XMiDT

Duplicate Connected Devices Policy

This topic was prompted by this PR: https://github.com/xmidt-org/webpa-common/pull/439 because I wanted to share some of the design history & open up the discussion to a wider audience. I also want to thank @diogoViana95 for taking to time to make the PR & spark this conversation topic.


Pretty much since the start of Webpa/Xmidt we have tried to prevent duplicate devices in the system because it caused confusion & some difficult to understand behaviors.

As of the code available on Nov 4, 2019, Talaria allows a single connected device per device-id. If a device disconnects & reconnects quickly, Talaria will choose the new connection as the preferred connection and close the old connection assuming it’s dead.

If we run in a single data center (DC) configuration that means there can be 1 device connected with that device-id at a time, but there are trade-offs.

  • If by mistake or attack multiple devices attempt to use the same device-id then you can end up with devices that are constantly kicking each other off the system.
  • If you run with multiple DCs you can actually have up to 1 device-id per DC, so you end up with “some” duplication. API calls will favor the device that responds fastest, but each connected in the different DCs will get a copy of the message. Event origins can’t really be distinguished between the two.

Alternative Approach

An alternative approach would be to keep the old connections & let them expire “naturally” when the client doesn’t respond, or in the case where multiple devices choose the same name, they both exist.

With this approach there are several trade-offs. I’ll start with the ones I’m aware of, but there could be others.
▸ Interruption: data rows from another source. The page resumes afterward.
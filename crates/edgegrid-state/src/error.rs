//! Error types for the EdgeGrid state store.

use thiserror::Error;

/// Result type alias for state store operations.
pub type StateResult<T> = Result<T, StateError>;

/// Errors that can occur during state store operations.
#[derive(Debug, Error)]
pub enum StateError {
    #[error("failed to open database: {0}")]
    Open(String),

    #[error("transaction error: {0}")]
    Transaction(String),

    #[error("table error: {0}")]
    Table(String),

    #[error("read error: {0}")]
    Read(String),

    #[error("write error: {0}")]
    Write(String),

    #[error("serialization error: {0}")]
    Serialize(String),

    #[error("deserialization error: {0}")]
    Deserialize(String),
}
  • One API call would result in multiple outcomes. Instead of 1 response, we could get any number.
    • I’m not sure how Talaria would respond to Scytale in the fan out of requests.
      • 1 response per device allows for fastest responses, but how to signal how many to expect?
      • 1 response per Talaria would slow down all responses to the slowest responding device.
  • How could the API caller specify which device to target with a request since the unique value is no longer unique on the Talaria?
  • Themis & the security check prior to allowing a connection should be able to catch this class of problem as it develops into a more robust solution.

I’m posting this because I wanted to share the design decisions we made quite a while ago, but also to provide a mechanism for change if we would like to do so.
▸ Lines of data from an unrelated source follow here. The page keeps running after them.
#[async_trait]
impl CloudProvider for MockCloud {
    async fn describe_instances(&self) -> anyhow::Result<Vec<CloudInstance>> {
        Ok(self.instances.lock().unwrap().values().cloned().collect())
    }

    async fn describe_instance(&self, instance_id: &str) -> anyhow::Result<Option<CloudInstance>> {
        let mut transitions = self.transitions.lock().unwrap();
        let mut instances = self.instances.lock().unwrap();
        if let Some(t) = transitions.get_mut(instance_id) {
            if t.remaining_polls == 0 {
                if let Some(instance) = instances.get_mut(instance_id) {
                    instance.state = t.target;
                }
                transitions.remove(instance_id);
            } else {
                t.remaining_polls -= 1;
            }
        }
        Ok(instances.get(instance_id).cloned())
    }

    async fn launch_instance(&self, zone: &str) -> anyhow::Result<CloudInstance> {
        let n = self.launched.fetch_add(1, Ordering::SeqCst) + 1;
        let id = format!("i-new-{n}");
        self.calls.lock().unwrap().push(format!("launch {zone}"));
        self.add(&id, zone, InstanceState::Pending, Some(&format!("3.3.3.{n}")));
        self.transitions.lock().unwrap().insert(
            id.clone(),
            Transition {
                target: InstanceState::Running,
                remaining_polls: 0,
            },
        );
        let instance = self.instances.lock().unwrap().get(&id).cloned();
        instance.ok_or_else(|| anyhow::anyhow!("launch lost"))
    }

    async fn start_instance(&self, instance_id: &str) -> anyhow::Result<()> {
        self.transition(instance_id, "start", InstanceState::Pending, InstanceState::Running)
    }

    async fn stop_instance(&self, instance_id: &str) -> anyhow::Result<()> {
        self.transition(instance_id, "stop", InstanceState::Stopping, InstanceState::Stopped)
    }

    async fn terminate_instance(&self, instance_id: &str) -> anyhow::Result<()> {
        self.transition(instance_id, "terminate", InstanceState::ShuttingDown, InstanceState::Terminated)
    }
}

// ── Swarm ──────────────────────────────────────────────────────────

#[derive(Default)]
pub struct MockSwarm {
    pub nodes: Mutex<Vec<SwarmNode>>,
    pub calls: Mutex<Vec<String>>,
    fail_joins: AtomicU32,
}

impl MockSwarm {
    pub fn add_node(&self, address: &str, role: NodeRole, state: NodeState) {
        self.nodes.lock().unwrap().push(SwarmNode {
            node_id: format!("node-{address}"),
            address: address.to_string(),
            role,
            state,
            labels: HashMap::new(),
        });
    }

    fn set_role(&self, node_id: &str, role: NodeRole) {
        for node in self.nodes.lock().unwrap().iter_mut() {
            if node.node_id == node_id {
                node.role = role;
            }
        }
    }

    pub fn fail_next_joins(&self, n: u32) {
        self.fail_joins.store(n, Ordering::SeqCst);
    }

    pub fn calls(&self) -> Vec<String> {
        self.calls.lock().unwrap().clone()
    }

    pub fn node(&self, address: &str) -> Option<SwarmNode> {
        self.nodes.lock().unwrap().iter().find(|n| n.address == address).cloned()
    }
}

#[async_trait]
impl SwarmApi for MockSwarm {
    async fn init(&self, host: &HostRecord) -> anyhow::Result<String> {
        self.calls.lock().unwrap().push(format!("init {}", host.address));
        self.add_node(&host.address, NodeRole::Manager, NodeState::Ready);
        Ok(format!("node-{}", host.address))
    }

    async fn join(&self, host: &HostRecord, role: NodeRole) -> anyhow::Result<String> {
        self.calls.lock().unwrap().push(format!("join {} {role:?}", host.address));
        if self.fail_joins.load(Ordering::SeqCst) > 0 {
            self.fail_joins.fetch_sub(1, Ordering::SeqCst);
            anyhow::bail!("Timeout was reached before node joined");
        }
        self.add_node(&host.address, role, NodeState::Ready);
        Ok(format!("node-{}", host.address))
    }

    async fn leave(&self, host: &HostRecord) -> anyhow::Result<()> {
        self.calls.lock().unwrap().push(format!("leave {}", host.address));
        for node in self.nodes.lock().unwrap().iter_mut() {
            if node.address == host.address {
                node.state = NodeState::Down;
            }
        }
        Ok(())
    }

    async fn remove_node(&self, node_id: &str) -> anyhow::Result<()> {
        self.calls.lock().unwrap().push(format!("rm {node_id}"));
        self.nodes.lock().unwrap().retain(|n| n.node_id != node_id);
        Ok(())
    }

    async fn list_nodes(&self) -> anyhow::Result<Vec<SwarmNode>> {
        Ok(self.nodes.lock().unwrap().clone())
    }

    async fn promote(&self, node_id: &str) -> anyhow::Result<()> {
        self.calls.lock().unwrap().push(format!("promote {node_id}"));
        self.set_role(node_id, NodeRole::Manager);
        Ok(())
    }

    async fn demote(&self, node_id: &str) -> anyhow::Result<()> {
        self.calls.lock().unwrap().push(format!("demote {node_id}"));
        self.set_role(node_id, NodeRole::Worker);
        Ok(())
    }

    async fn set_label(&self, node_id: &str, key: &str, value: &str) -> anyhow::Result<()> {
        for node in self.nodes.lock().unwrap().iter_mut() {
            if node.node_id == node_id {
                node.labels.insert(key.to_string(), value.to_string());
            }
        }
        Ok(())
    }
}

// ── Container runtime ──────────────────────────────────────────────

#[derive(Default)]
pub struct MockRuntime {
    containers: Mutex<HashMap<String, Vec<RunningContainer>>>,
    pub requests: Mutex<Vec<LaunchRequest>>,
    next_id: AtomicU32,
}

impl MockRuntime {
    pub fn running_on(&self, host: &str) -> Vec<RunningContainer> {
        self.containers.lock().unwrap().get(host).cloned().unwrap_or_default()
    }

    /// Simulate a container dying outside of our control.
    pub fn kill(&self, host: &str, id: &str) {
        if let Some(list) = self.containers.lock().unwrap().get_mut(host) {
            list.retain(|c| c.id != id);
        }
    }

    pub fn insert(&self, host: &str, container: RunningContainer) {
        self.containers.lock().unwrap().entry(host.to_string()).or_default().push(container);
    }
}

#[async_trait]
impl ContainerRuntime for MockRuntime {
    async fn create_and_start(&self, request: &LaunchRequest) -> anyhow::Result<String> {
        let id = format!("ctr-{}", self.next_id.fetch_add(1, Ordering::SeqCst) + 1);
        self.requests.lock().unwrap().push(request.clone());
        self.insert(
            &request.host,
            RunningContainer {
                id: id.clone(),
                name: request.name.clone(),
                image: request.image.clone(),
                ports: request.ports.clone(),
                args: request.args.clone(),
                labels: request.labels.clone(),
            },
        );
        Ok(id)
    }

    async fn inspect(&self, host: &str, container_id: &str) -> anyhow::Result<Option<RunningContainer>> {
        Ok(self.running_on(host).into_iter().find(|c| c.id == container_id))
    }

    async fn stop(&self, host: &str, container_id: &str) -> anyhow::Result<()> {
        let mut containers = self.containers.lock().unwrap();
        let list = containers.entry(host.to_string()).or_default();
        let before = list.len();
        list.retain(|c| c.id != container_id);
        if list.len() == before {
            anyhow::bail!("No such container: {container_id}");
        }
        Ok(())
    }

    async fn list(&self, host: &str) -> anyhow::Result<Vec<RunningContainer>> {
        Ok(self.running_on(host))
    }
}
I’m not in favor of changing this behavior at this point despite it not being perfect, but am open to discussing. Thoughts?

Best,
Wes

Hello @schmidtw, relating to the PR, I think it’s not a design discussion. It is literally a bug in the logic of disconnect of a single talaria in a single DC. If you check the PR thread, you can see that the bug causes the disconnect of both connections (the new and old one). And by design, it should be only the old one to disconnect.
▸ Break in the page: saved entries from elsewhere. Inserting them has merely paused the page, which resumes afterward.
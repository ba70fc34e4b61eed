//! Geographic helpers: distances, cloud regions, weighted midpoint.

use edgegrid_state::Coordinates;

const EARTH_RADIUS_KM: f64 = 6371.0;

/// Great-circle (haversine) distance in kilometres.
pub fn distance_km(a: Coordinates, b: Coordinates) -> f64 {
    let (lat1, lat2) = (a.latitude.to_radians(), b.latitude.to_radians());
    let d_lat = (b.latitude - a.latitude).to_radians();
    let d_lon = (b.longitude - a.longitude).to_radians();
    let h = (d_lat / 2.0).sin().powi(2) + lat1.cos() * lat2.cos() * (d_lon / 2.0).sin().powi(2);
    2.0 * EARTH_RADIUS_KM * h.sqrt().asin()
}

/// A cloud region new instances can be launched in.
#[derive(Debug, Clone, Copy, PartialEq)]
pub struct CloudRegion {
    pub zone: &'static str,
    pub name: &'static str,
    pub continent: &'static str,
    pub coordinates: Coordinates,
}

const fn region(
    zone: &'static str,
    name: &'static str,
    continent: &'static str,
    latitude: f64,
    longitude: f64,
) -> CloudRegion {
    CloudRegion {
        zone,
        name,
        continent,
        coordinates: Coordinates::new(latitude, longitude),
    }
}

/// Zone used when no coordinates are known.
pub const DEFAULT_ZONE: &str = "us-west-2";

pub static AWS_REGIONS: [CloudRegion; 20] = [
    region("us-east-1", "US East (N. Virginia)", "north-america", 38.946728, -77.443386),
    region("us-east-2", "US East (Ohio)", "north-america", 39.958587, -82.997058),
    region("us-west-1", "US West (N. California)", "north-america", 37.758891, -122.443318),
    region("us-west-2", "US West (Oregon)", "north-america", 45.841904, -119.296774),
    region("af-south-1", "Africa (Cape Town)", "africa", -33.953923, 18.566379),
    region("ap-east-1", "Asia Pacific (Hong Kong)", "asia", 22.321326, 114.172109),
    region("ap-south-1", "Asia Pacific (Mumbai)", "asia", 19.085863, 72.873766),
    region("ap-northeast-2", "Asia Pacific (Seoul)", "asia", 37.562049, 127.007511),
    region("ap-southeast-1", "Asia Pacific (Singapore)", "asia", 1.353010, 103.869377),
    region("ap-southeast-2", "Asia Pacific (Sydney)", "oceania", -33.831767, 151.007401),
    region("ap-northeast-1", "Asia Pacific (Tokyo)", "asia", 35.688572, 139.618912),
    region("ca-central-1", "Canada (Central)", "north-america", 45.508968, -73.616289),
    region("eu-central-1", "Europe (Frankfurt)", "europe", 50.110991, 8.632203),
    region("eu-west-1", "Europe (Ireland)", "europe", 53.346174, -6.272156),
    region("eu-west-2", "Europe (London)", "europe", 51.516689, -0.134100),
    region("eu-south-1", "Europe (Milan)", "europe", 45.469902, 9.179905),
    region("eu-west-3", "Europe (Paris)", "europe", 48.879382, 2.341615),
    region("eu-north-1", "Europe (Stockholm)", "europe", 59.329544, 18.066653),
    region("me-south-1", "Middle East (Bahrain)", "asia", 26.233356, 50.585524),
    region("sa-east-1", "South America (São Paulo)", "south-america", -23.576129, -46.614103),
];

pub fn region_by_zone(zone: &str) -> Option<&'static CloudRegion> {
    AWS_REGIONS.iter().find(|r| r.zone == zone)
}

/// The region nearest to the given point.
pub fn closest_region(coordinates: Coordinates) -> &'static CloudRegion {
    AWS_REGIONS
        .iter()
        .min_by(|a, b| {
            distance_km(a.coordinates, coordinates).total_cmp(&distance_km(b.coordinates, coordinates))
        })
        .unwrap_or(&AWS_REGIONS[3])
}

/// Geographic midpoint of weighted points, or `None` without positive weight.
///
/// Points are averaged as unit vectors so the result stays correct across
/// the antimeridian.
pub fn weighted_middle_point(points: &[(Coordinates, f64)]) -> Option<Coordinates> {
    let total: f64 = points.iter().map(|(_, w)| w.max(0.0)).sum();
    if total <= 0.0 {
        return None;
    }
    let (mut x, mut y, mut z) = (0.0, 0.0, 0.0);
    for (point, weight) in points {
        let weight = weight.max(0.0) / total;
        let (lat, lon) = (point.latitude.to_radians(), point.longitude.to_radians());
        x += lat.cos() * lon.cos() * weight;
        y += lat.cos() * lon.sin() * weight;
        z += lat.sin() * weight;
    }
    let lon = y.atan2(x);
    let lat = z.atan2((x * x + y * y).sqrt());
    Some(Coordinates::new(lat.to_degrees(), lon.to_degrees()))
}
Relating to the architecture design it self. I would say, that for the time being it’s a good enough approach. The truth is that the ping/pong logic of the websocket will eventually converge to a single device in a multi DC scenario (considering that the security of a device it’s not compromised, and therefore we cannot have physically two devices with the same id).

If the architecture wants to support by design a concept of “clone” devices with the same id, probably it’s a different kind of problem/solution. Do you have a real use-case for this type of scenarios?

Best,
Carlos

Oh ok. That makes more sense I’ve asked @johnabass to look at the PR since he’s really familiar with the code (he likely wrote what is there).

I don’t have any strong use cases for supporting a clone today. I thought that was what the PR was about & wanted to have a discussion that wasn’t buried in the PR code :slight_smile: .

Best,
Wes